Search code examples
pythonlxmlxml-namespaces

python : lxml xpath tag name with colon


i have to parse some feed, but one of the element (tag) is with colon <dc:creator>leemore23</dc:creator>

how can i parse it using lxml? so i have done it in this way

r = requests.get('http://www.site.com/feed/')
foo = (r.content).replace("dc:creator","dc")
tree = lxml.etree.fromstring(foo)
for article_node in tree.xpath('//item'):
    data['dc'] = article_node.xpath('.//dc')[0].text.strip()

but i think there is a better way, something like

data['dc'] = article_node.xpath('.//dc:creator')[0].text.strip()

or

data['dc'] = article_node.xpath('.//dc|creator')[0].text.strip()

so without replacing

what can you advice me ?


Solution

  • The dc: prefix indicates a XML namespace. Use the elementtree API namespace support to deal with it, not just remove it from your input. As it happens, dc usually refers to Dublin Core metadata.

    You need to determine the full namespace URL, then use that URL in your XPath queries:

    DCNS = 'http://purl.org/dc/elements/1.1/'
    creator = article_node.xpath('.//{{{0}}}creator'.format(DCNS))
    

    Here I used the recommended http://purl.org/dc/elements/1.1/ namespace URL for the dublin core prefix.
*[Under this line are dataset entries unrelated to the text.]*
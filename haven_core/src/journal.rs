//! Journal persistence: mood logs, technique usage, the safety plan,
//! conversation history, preferences and medication reminders.
//!
//! Lists are stored newest first, except the conversation, which is kept in
//! chronological order and capped.

use crate::catalog::default_catalog;
use crate::chat::ChatMessage;
use crate::config::JournalConfig;
use crate::schedule::Medication;
use crate::store::{keys, KeyValueStore, KeyValueStoreExt};
use crate::types::day_string;
use crate::validation::{
    clean_stored_list, sanitize_text, validate_mood_entry, validate_preferences,
    validate_technique_usage,
};
use crate::{Error, Mood, MoodEntry, Result, SafetyPlan, SafetyPlanSection, TechniqueUsage};
use chrono::{DateTime, Local, Utc};
use serde::de::DeserializeOwned;
use serde::{Deserialize, Serialize};
use serde_json::{Map, Value};

/// A chat message as kept in the stored conversation
#[derive(Clone, Debug, Serialize, Deserialize, PartialEq)]
pub struct ConversationEntry {
    #[serde(flatten)]
    pub message: ChatMessage,
    pub timestamp: DateTime<Utc>,
}

/// Read a stored list without rewriting it; unparsable entries are skipped
fn read_list<T, S>(store: &S, key: &str) -> Result<Vec<T>>
where
    T: DeserializeOwned,
    S: KeyValueStore + ?Sized,
{
    match store.get_raw(key)? {
        Some(Value::Array(items)) => {
            let total = items.len();
            let parsed: Vec<T> = items
                .into_iter()
                .filter_map(|item| serde_json::from_value(item).ok())
                .collect();
            if parsed.len() != total {
                tracing::warn!("Skipped {} unreadable entries in '{}'", total - parsed.len(), key);
            }
            Ok(parsed)
        }
        Some(_) => {
            tracing::warn!("Stored value for '{}' is not a list, ignoring it", key);
            Ok(Vec::new())
        }
        None => Ok(Vec::new()),
    }
}

// ============================================================================
// Mood
// ============================================================================

/// Record a mood, newest first
pub fn log_mood<S: KeyValueStore + ?Sized>(
    store: &mut S,
    mood: Mood,
    notes: &str,
    config: &JournalConfig,
    now: DateTime<Local>,
) -> Result<MoodEntry> {
    let entry = MoodEntry {
        mood: mood.value(),
        mood_name: mood.name().to_string(),
        notes: sanitize_text(notes, config.notes_max_chars),
        timestamp: now.with_timezone(&Utc),
        date: day_string(now.date_naive()),
    };

    if !validate_mood_entry(&entry) {
        return Err(Error::Validation("invalid mood entry".into()));
    }

    let mut logs: Vec<MoodEntry> = clean_stored_list(store, keys::MOOD_LOGS, validate_mood_entry)?;
    logs.insert(0, entry.clone());
    store.set(keys::MOOD_LOGS, &logs)?;

    tracing::info!("Logged mood {} ({})", entry.mood_name, entry.mood);
    Ok(entry)
}

/// Stored mood logs, newest first
pub fn mood_logs<S: KeyValueStore + ?Sized>(store: &S) -> Result<Vec<MoodEntry>> {
    let logs: Vec<MoodEntry> = read_list(store, keys::MOOD_LOGS)?;
    Ok(logs.into_iter().filter(validate_mood_entry).collect())
}

// ============================================================================
// Technique Usage
// ============================================================================

/// Record that a catalog technique was used, optionally rated 1-5
pub fn log_technique_usage<S: KeyValueStore + ?Sized>(
    store: &mut S,
    technique_name: &str,
    effectiveness: Option<u8>,
    now: DateTime<Local>,
) -> Result<TechniqueUsage> {
    let (category, technique) = default_catalog()
        .find(technique_name)
        .ok_or_else(|| Error::Validation(format!("Unknown technique: {}", technique_name)))?;

    let usage = TechniqueUsage {
        technique: technique.name.clone(),
        category,
        timestamp: now.with_timezone(&Utc),
        date: day_string(now.date_naive()),
        effectiveness,
    };

    if !validate_technique_usage(&usage) {
        return Err(Error::Validation(
            "effectiveness must be between 1 and 5".into(),
        ));
    }

    let mut history: Vec<TechniqueUsage> =
        clean_stored_list(store, keys::TECHNIQUE_USAGE, validate_technique_usage)?;
    history.insert(0, usage.clone());
    store.set(keys::TECHNIQUE_USAGE, &history)?;

    tracing::info!("Logged use of {} ({})", usage.technique, usage.category);
    Ok(usage)
}

/// Stored technique usage, newest first
pub fn technique_usage<S: KeyValueStore + ?Sized>(store: &S) -> Result<Vec<TechniqueUsage>> {
    let usage: Vec<TechniqueUsage> = read_list(store, keys::TECHNIQUE_USAGE)?;
    Ok(usage.into_iter().filter(validate_technique_usage).collect())
}

// ============================================================================
// Safety Plan
// ============================================================================

/// Returns an empty plan if none is stored or the stored one is unreadable.
pub fn load_safety_plan<S: KeyValueStore + ?Sized>(store: &S) -> Result<SafetyPlan> {
    match store.get::<SafetyPlan>(keys::SAFETY_PLAN) {
        Ok(Some(plan)) => Ok(plan),
        Ok(None) => Ok(SafetyPlan::default()),
        Err(Error::Json(e)) => {
            tracing::warn!("Failed to parse stored safety plan: {}. Using empty plan.", e);
            Ok(SafetyPlan::default())
        }
        Err(e) => Err(e),
    }
}

pub fn save_safety_plan<S: KeyValueStore + ?Sized>(store: &mut S, plan: &SafetyPlan) -> Result<()> {
    store.set(keys::SAFETY_PLAN, plan)?;
    tracing::info!("Saved safety plan");
    Ok(())
}

/// Load the plan, replace one section and save it back
pub fn update_safety_plan<S: KeyValueStore + ?Sized>(
    store: &mut S,
    section: SafetyPlanSection,
    text: &str,
) -> Result<SafetyPlan> {
    let mut plan = load_safety_plan(&*store)?;
    plan.set_section(section, text.trim().to_string());
    save_safety_plan(store, &plan)?;
    Ok(plan)
}

// ============================================================================
// Conversation
// ============================================================================

/// Append a message, keeping only the newest `config.conversation_limit`
pub fn append_conversation<S: KeyValueStore + ?Sized>(
    store: &mut S,
    message: ChatMessage,
    config: &JournalConfig,
    now: DateTime<Utc>,
) -> Result<()> {
    let mut history: Vec<ConversationEntry> = read_list(&*store, keys::CONVERSATION_HISTORY)?;
    history.push(ConversationEntry {
        message,
        timestamp: now,
    });

    if history.len() > config.conversation_limit {
        let excess = history.len() - config.conversation_limit;
        history.drain(..excess);
    }

    store.set(keys::CONVERSATION_HISTORY, &history)
}

/// Stored conversation, oldest first
pub fn conversation_history<S: KeyValueStore + ?Sized>(store: &S) -> Result<Vec<ConversationEntry>> {
    read_list(store, keys::CONVERSATION_HISTORY)
}

// ============================================================================
// Medications
// ============================================================================

pub fn add_medication<S: KeyValueStore + ?Sized>(
    store: &mut S,
    medication: Medication,
) -> Result<Vec<Medication>> {
    medication.validate()?;

    let mut medications = medications(&*store)?;
    medications.push(medication);
    store.set(keys::MEDICATION_REMINDERS, &medications)?;
    Ok(medications)
}

pub fn medications<S: KeyValueStore + ?Sized>(store: &S) -> Result<Vec<Medication>> {
    let stored: Vec<Medication> = read_list(store, keys::MEDICATION_REMINDERS)?;
    Ok(stored.into_iter().filter(|m| m.validate().is_ok()).collect())
}

// ============================================================================
// Preferences
// ============================================================================

/// Stored preferences; anything that fails validation reads as empty
pub fn load_preferences<S: KeyValueStore + ?Sized>(store: &S) -> Result<Map<String, Value>> {
    match store.get_raw(keys::USER_PREFERENCES)? {
        Some(prefs) if validate_preferences(&prefs) => Ok(into_object(prefs)),
        Some(_) => {
            tracing::warn!("Stored preferences are invalid, using defaults");
            Ok(Map::new())
        }
        None => Ok(Map::new()),
    }
}

/// Set one preference; known flags only accept booleans
pub fn set_preference<S: KeyValueStore + ?Sized>(
    store: &mut S,
    name: &str,
    value: Value,
) -> Result<Map<String, Value>> {
    let mut prefs = load_preferences(&*store)?;
    prefs.insert(name.to_string(), value);

    let prefs = Value::Object(prefs);
    if !validate_preferences(&prefs) {
        return Err(Error::Validation(format!("{} must be true or false", name)));
    }
    store.set_raw(keys::USER_PREFERENCES, &prefs)?;
    Ok(into_object(prefs))
}

fn into_object(value: Value) -> Map<String, Value> {
    match value {
        Value::Object(map) => map,
        _ => Map::new(),
    }
}

/// Delete every stored journal key
pub fn clear_all<S: KeyValueStore + ?Sized>(store: &mut S) -> Result<()> {
    for key in keys::ALL {
        store.remove(key)?;
    }
    tracing::info!("Cleared all stored data");
    Ok(())
}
    You can normally determine the URL from the .nsmap property; your root element probably has the following .nsmap attribute:

    {'dc': 'http://purl.org/dc/elements/1.1/'}
    

    and thus you can change your code to:

    creator = article_node.xpath('.//{{{0}}}creator'.format(article_node.nsmap['dc']))
    

    This can be simplified further still by passing the nsmap dictionary to the xpath() method as the namespaces keyword, at which point you can use the prefix in your xpath expression:

    creator = article_node.xpath('.//dc:creator', namespaces=article_node.nsmap)